Nothing but the lines below between the line holding "use crate::voice::SoundBank;" and the line holding "pub fn with_portrait(mut", inclusive, should appear in the answer, each set down exactly.

Stored data entries
--- START ---
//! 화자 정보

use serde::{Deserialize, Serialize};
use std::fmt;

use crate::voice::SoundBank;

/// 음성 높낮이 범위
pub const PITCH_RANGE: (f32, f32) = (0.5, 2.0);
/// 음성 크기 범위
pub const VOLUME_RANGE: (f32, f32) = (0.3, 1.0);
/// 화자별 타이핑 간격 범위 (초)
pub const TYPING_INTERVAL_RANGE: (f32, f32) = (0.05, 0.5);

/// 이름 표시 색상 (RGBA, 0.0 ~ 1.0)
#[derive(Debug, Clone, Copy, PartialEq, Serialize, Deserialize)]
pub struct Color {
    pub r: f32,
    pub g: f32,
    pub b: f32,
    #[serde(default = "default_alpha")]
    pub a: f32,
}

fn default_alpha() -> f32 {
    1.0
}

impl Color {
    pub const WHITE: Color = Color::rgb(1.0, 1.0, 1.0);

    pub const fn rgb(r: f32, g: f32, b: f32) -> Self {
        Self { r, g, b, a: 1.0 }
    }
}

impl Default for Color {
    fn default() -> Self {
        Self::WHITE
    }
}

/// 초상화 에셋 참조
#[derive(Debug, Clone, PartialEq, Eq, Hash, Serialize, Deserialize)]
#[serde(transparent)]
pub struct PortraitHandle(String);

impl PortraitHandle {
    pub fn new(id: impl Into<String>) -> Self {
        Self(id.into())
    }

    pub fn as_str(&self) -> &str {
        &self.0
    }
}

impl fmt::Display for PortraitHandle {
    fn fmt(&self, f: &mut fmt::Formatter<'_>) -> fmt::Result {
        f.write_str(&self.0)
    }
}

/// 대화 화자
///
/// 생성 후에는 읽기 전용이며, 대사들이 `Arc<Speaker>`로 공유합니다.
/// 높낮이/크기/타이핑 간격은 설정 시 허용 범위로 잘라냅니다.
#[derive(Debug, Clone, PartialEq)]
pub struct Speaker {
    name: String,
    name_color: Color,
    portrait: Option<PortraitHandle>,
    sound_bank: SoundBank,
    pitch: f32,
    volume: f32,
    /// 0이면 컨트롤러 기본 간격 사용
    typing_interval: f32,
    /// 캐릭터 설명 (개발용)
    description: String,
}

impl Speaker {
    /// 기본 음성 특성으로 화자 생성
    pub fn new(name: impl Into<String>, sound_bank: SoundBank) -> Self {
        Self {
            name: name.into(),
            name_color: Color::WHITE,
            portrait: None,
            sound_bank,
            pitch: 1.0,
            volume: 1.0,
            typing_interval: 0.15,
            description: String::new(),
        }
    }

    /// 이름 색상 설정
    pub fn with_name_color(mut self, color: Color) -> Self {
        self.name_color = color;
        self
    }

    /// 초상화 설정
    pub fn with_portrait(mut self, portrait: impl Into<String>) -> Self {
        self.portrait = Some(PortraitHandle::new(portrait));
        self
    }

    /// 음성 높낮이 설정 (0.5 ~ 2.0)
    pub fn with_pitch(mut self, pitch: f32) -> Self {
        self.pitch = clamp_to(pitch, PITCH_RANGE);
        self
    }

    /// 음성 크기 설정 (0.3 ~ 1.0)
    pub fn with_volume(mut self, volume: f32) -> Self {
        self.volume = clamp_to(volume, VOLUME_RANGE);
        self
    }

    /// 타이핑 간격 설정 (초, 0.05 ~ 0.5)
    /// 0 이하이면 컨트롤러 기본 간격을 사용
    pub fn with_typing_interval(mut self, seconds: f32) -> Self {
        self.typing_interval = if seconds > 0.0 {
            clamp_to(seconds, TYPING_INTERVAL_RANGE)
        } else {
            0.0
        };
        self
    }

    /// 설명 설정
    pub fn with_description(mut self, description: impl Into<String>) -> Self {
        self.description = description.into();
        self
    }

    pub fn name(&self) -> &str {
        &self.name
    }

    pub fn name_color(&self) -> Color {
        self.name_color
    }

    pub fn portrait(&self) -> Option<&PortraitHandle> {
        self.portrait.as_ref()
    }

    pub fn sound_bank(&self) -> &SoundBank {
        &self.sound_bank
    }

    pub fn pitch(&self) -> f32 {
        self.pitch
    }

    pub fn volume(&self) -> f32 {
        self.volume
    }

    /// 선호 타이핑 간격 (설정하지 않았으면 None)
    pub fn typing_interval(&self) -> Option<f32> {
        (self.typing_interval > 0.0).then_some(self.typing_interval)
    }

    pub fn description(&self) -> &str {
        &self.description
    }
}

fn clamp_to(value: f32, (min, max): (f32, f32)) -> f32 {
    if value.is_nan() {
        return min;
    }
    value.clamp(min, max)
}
--- END ---
--- START ---
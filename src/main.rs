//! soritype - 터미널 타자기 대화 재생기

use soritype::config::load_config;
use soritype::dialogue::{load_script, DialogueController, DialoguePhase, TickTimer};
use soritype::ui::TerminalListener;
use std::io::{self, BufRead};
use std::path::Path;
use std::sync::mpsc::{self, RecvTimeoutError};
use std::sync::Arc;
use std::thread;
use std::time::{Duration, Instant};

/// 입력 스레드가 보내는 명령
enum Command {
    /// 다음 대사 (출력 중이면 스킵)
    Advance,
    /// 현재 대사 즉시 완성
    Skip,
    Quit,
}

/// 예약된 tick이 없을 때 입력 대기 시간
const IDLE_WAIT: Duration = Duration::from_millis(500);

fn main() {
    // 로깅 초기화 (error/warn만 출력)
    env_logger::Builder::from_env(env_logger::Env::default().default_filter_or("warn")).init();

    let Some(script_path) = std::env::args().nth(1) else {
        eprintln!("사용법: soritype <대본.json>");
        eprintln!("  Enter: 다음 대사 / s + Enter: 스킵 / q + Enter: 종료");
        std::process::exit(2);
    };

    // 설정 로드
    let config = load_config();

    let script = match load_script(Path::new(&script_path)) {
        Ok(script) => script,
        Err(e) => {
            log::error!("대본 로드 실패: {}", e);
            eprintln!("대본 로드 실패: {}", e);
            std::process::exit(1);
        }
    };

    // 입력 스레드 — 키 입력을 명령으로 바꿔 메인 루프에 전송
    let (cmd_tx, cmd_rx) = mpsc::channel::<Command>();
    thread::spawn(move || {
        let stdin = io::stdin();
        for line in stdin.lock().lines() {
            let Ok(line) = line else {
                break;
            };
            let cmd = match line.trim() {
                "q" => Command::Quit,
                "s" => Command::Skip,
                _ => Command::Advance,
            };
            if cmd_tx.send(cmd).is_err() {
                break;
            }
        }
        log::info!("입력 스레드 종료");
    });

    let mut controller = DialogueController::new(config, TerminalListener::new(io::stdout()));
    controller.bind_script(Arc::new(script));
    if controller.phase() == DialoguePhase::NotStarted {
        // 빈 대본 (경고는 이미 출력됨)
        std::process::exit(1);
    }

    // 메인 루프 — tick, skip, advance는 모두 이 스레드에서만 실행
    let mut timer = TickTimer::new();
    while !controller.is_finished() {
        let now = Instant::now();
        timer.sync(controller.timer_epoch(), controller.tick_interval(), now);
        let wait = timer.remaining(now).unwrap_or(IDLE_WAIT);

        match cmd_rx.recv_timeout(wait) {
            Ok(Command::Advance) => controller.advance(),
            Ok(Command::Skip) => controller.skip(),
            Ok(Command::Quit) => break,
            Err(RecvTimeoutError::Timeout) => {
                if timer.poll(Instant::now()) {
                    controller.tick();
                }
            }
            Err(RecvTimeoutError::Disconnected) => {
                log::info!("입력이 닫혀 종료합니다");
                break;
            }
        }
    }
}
--- END ---
_ANSWER BOX_:
use crate::voice::SoundBank;

/// 음성 높낮이 범위
pub const PITCH_RANGE: (f32, f32) = (0.5, 2.0);
/// 음성 크기 범위
pub const VOLUME_RANGE: (f32, f32) = (0.3, 1.0);
/// 화자별 타이핑 간격 범위 (초)
pub const TYPING_INTERVAL_RANGE: (f32, f32) = (0.05, 0.5);

/// 이름 표시 색상 (RGBA, 0.0 ~ 1.0)
#[derive(Debug, Clone, Copy, PartialEq, Serialize, Deserialize)]
pub struct Color {
    pub r: f32,
    pub g: f32,
    pub b: f32,
    #[serde(default = "default_alpha")]
    pub a: f32,
}

fn default_alpha() -> f32 {
    1.0
}

impl Color {
    pub const WHITE: Color = Color::rgb(1.0, 1.0, 1.0);

    pub const fn rgb(r: f32, g: f32, b: f32) -> Self {
        Self { r, g, b, a: 1.0 }
    }
}

impl Default for Color {
    fn default() -> Self {
        Self::WHITE
    }
}

/// 초상화 에셋 참조
#[derive(Debug, Clone, PartialEq, Eq, Hash, Serialize, Deserialize)]
#[serde(transparent)]
pub struct PortraitHandle(String);

impl PortraitHandle {
    pub fn new(id: impl Into<String>) -> Self {
        Self(id.into())
    }

    pub fn as_str(&self) -> &str {
        &self.0
    }
}

impl fmt::Display for PortraitHandle {
    fn fmt(&self, f: &mut fmt::Formatter<'_>) -> fmt::Result {
        f.write_str(&self.0)
    }
}

/// 대화 화자
///
/// 생성 후에는 읽기 전용이며, 대사들이 `Arc<Speaker>`로 공유합니다.
/// 높낮이/크기/타이핑 간격은 설정 시 허용 범위로 잘라냅니다.
#[derive(Debug, Clone, PartialEq)]
pub struct Speaker {
    name: String,
    name_color: Color,
    portrait: Option<PortraitHandle>,
    sound_bank: SoundBank,
    pitch: f32,
    volume: f32,
    /// 0이면 컨트롤러 기본 간격 사용
    typing_interval: f32,
    /// 캐릭터 설명 (개발용)
    description: String,
}

impl Speaker {
    /// 기본 음성 특성으로 화자 생성
    pub fn new(name: impl Into<String>, sound_bank: SoundBank) -> Self {
        Self {
            name: name.into(),
            name_color: Color::WHITE,
            portrait: None,
            sound_bank,
            pitch: 1.0,
            volume: 1.0,
            typing_interval: 0.15,
            description: String::new(),
        }
    }

    /// 이름 색상 설정
    pub fn with_name_color(mut self, color: Color) -> Self {
        self.name_color = color;
        self
    }

    /// 초상화 설정
    pub fn with_portrait(mut self, portrait: impl Into<String>) -> Self {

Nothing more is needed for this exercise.